The Benefits of Project Based Reviews
Project based work is more popular than ever. With the rise of outsourcing there are more agencies and firms engaging with companies on discrete projects. So how does Human Resources keep track of employee performance when the conventional annual or quarterly check-ins don’t match the natural cycle of an employee’s work?
Enter the project based review. A natural mix of performance management and project management.
Project based reviews are distinct from other types of reviews because they focus on just the last project an employee completed. This allows the questions to be more directly relevant to the work, and it also allows the employee and the whole team to be judged against the objective goals set out for the project.
So in addition to more typical questions like how well the employee works with her teammates, you can also ask questions like did the employee deliver her part of the project on budget and on time.
Here are some more benefits to using project based reviews.
Benefits of Project Based Reviews
- Goals are clearly defined - Because project based work tends to have very clear objectives, scope, deliverables, etc, it is much easier to have objective criteria in project based reviews.
- Feedback is closely tied to work - The immediacy and limited scope of project based reviews tends to eliminate many of the idiosyncratic rater effects found in other types of reviews.
- Fast Feedback cycles - Project based reviews match the cadence of the feedback to the cadence of the work perfectly. Employees have the opportunity to receive and internalize feedback before getting into the next project where they can demonstrate any improvements.
- Meaningful performance records - The frequency and relevancy of the feedback creates a very meaningful performance record for each employee. With annual reviews, if an employee gets a bad rating one year, it can be hard to know how much to read into that. Was the whole year really that bad?
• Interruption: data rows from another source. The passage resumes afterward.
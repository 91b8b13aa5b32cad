//! Least squares solvers.
//!
//! ```text
//! minimize Σ (y_i - x_i^T β)^2          (OLS, spatially filtered OLS)
//! (X^T W X)^{-1}                        (coefficient covariance, GWR local fits)
//! ```
//!
//! Implementation choices:
//! - GWR builds its local estimates from `weighted_normal_inverse`, which takes
//!   the kernel weights directly.
//! - SVD handles tall design matrices and degrades gracefully when columns are
//!   nearly collinear (area means of bedrooms/accommodates often are).
//!   Nalgebra's `QR::solve` is intended for square systems and panics for
//!   non-square matrices.

use nalgebra::{DMatrix, DVector};

/// Solve a least squares problem using SVD.
///
/// Returns `None` if the system is too ill-conditioned to solve robustly.
pub fn solve_least_squares(x: &DMatrix<f64>, y: &DVector<f64>) -> Option<DVector<f64>> {
    let svd = x.clone().svd(true, true);

    // Try progressively looser tolerances if strict solve fails.
    for &tol in &[1e-12, 1e-10, 1e-8] {
        if let Ok(beta) = svd.solve(y, tol) {
            if beta.iter().all(|v| v.is_finite()) {
                return Some(beta);
            }
        }
    }

    None
}

/// `(X^T W X)^{-1}` for diagonal weights (`None` means unit weights).
///
/// Uses Cholesky on the normal matrix and falls back to a pseudo-inverse when
/// the matrix is only semi-definite.
pub fn weighted_normal_inverse(x: &DMatrix<f64>, w: Option<&[f64]>) -> Option<DMatrix<f64>> {
    let xtwx = match w {
        None => x.transpose() * x,
        Some(w) => {
            let mut xw = x.clone();
            for (i, &wi) in w.iter().enumerate() {
                xw.row_mut(i).scale_mut(wi);
            }
            x.transpose() * xw
        }
    };
    if let Some(chol) = xtwx.clone().cholesky() {
        let inv = chol.inverse();
        if inv.iter().all(|v| v.is_finite()) {
            return Some(inv);
        }
    }
    xtwx.pseudo_inverse(1e-12).ok().filter(|m| m.iter().all(|v| v.is_finite()))
}

#[cfg(test)]
mod tests {
    use super::*;

    #[test]
    fn least_squares_solves_simple_system() {
        // Fit y = 2 + 3x on x = [0,1,2]
        let x = DMatrix::from_row_slice(3, 2, &[1.0, 0.0, 1.0, 1.0, 1.0, 2.0]);
        let y = DVector::from_row_slice(&[2.0, 5.0, 8.0]);

        let beta = solve_least_squares(&x, &y).unwrap();
        assert!((beta[0] - 2.0).abs() < 1e-10);
        assert!((beta[1] - 3.0).abs() < 1e-10);
    }

    #[test]
    fn zero_weight_rows_drop_out_of_normal_matrix() {
        // The third row carries no weight, so the inverse matches the
        // unweighted inverse of the remaining rows.
        let x = DMatrix::from_row_slice(4, 2, &[1.0, 0.0, 1.0, 1.0, 1.0, 50.0, 1.0, 3.0]);
        let kept = DMatrix::from_row_slice(3, 2, &[1.0, 0.0, 1.0, 1.0, 1.0, 3.0]);
        let weighted = weighted_normal_inverse(&x, Some(&[1.0, 1.0, 0.0, 1.0])).unwrap();
        let plain = weighted_normal_inverse(&kept, None).unwrap();
        assert!((weighted - plain).abs().max() < 1e-10);
    }

    #[test]
    fn normal_inverse_matches_identity() {
        let x = DMatrix::from_row_slice(3, 2, &[1.0, 0.0, 1.0, 1.0, 1.0, 2.0]);
        let inv = weighted_normal_inverse(&x, None).unwrap();
        let prod = (x.transpose() * &x) * inv;
        assert!((prod[(0, 0)] - 1.0).abs() < 1e-10);
        assert!(prod[(0, 1)].abs() < 1e-10);
    }
}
Project based reviews quickly surface patterns of excellence or lack thereof.
Who Should Use Them
- Organizations that work on discrete projects - The is obvious, but don’t try to force project based reviews if your teams are not already working on very clear and discrete projects. It also matters that the projects are a bit different each time. If the employees are doing identical work on projects throughout the year, the project cadence is less meaningful.
- Established project management practices - The benefits of project based reviews are most pronounced when your teams already have a quality project management process in place. If your teams are just winging it on projects then you won’t get the benefit of objective criteria when reviewing a project.
- Projects that aren’t too short or too long - The administrative burden of reviews for daily or weekly projects will quickly become overwhelming. On the other hand, multi-year projects could leave employees with very infrequent reviews. The sweet spot can shift depending on the length of the review process and is somewhere between every few weeks and a few times a year.
- Matrixed organizations - When teams are coming together from different functional areas to accomplish something for the organization this is a great time to look at project based reviews. Often the traditional hierarchy approach used in quarterly reviews won’t work as well for employees always working with a new team of coworkers.
Some companies are unmistakably project based such as management consulting firms or branding agencies, but many companies have elements of project based work in addition to ongoing work. In those cases it could make sense to layer a light project based review process on top of a more standard quarterly, semi-annual or annual process.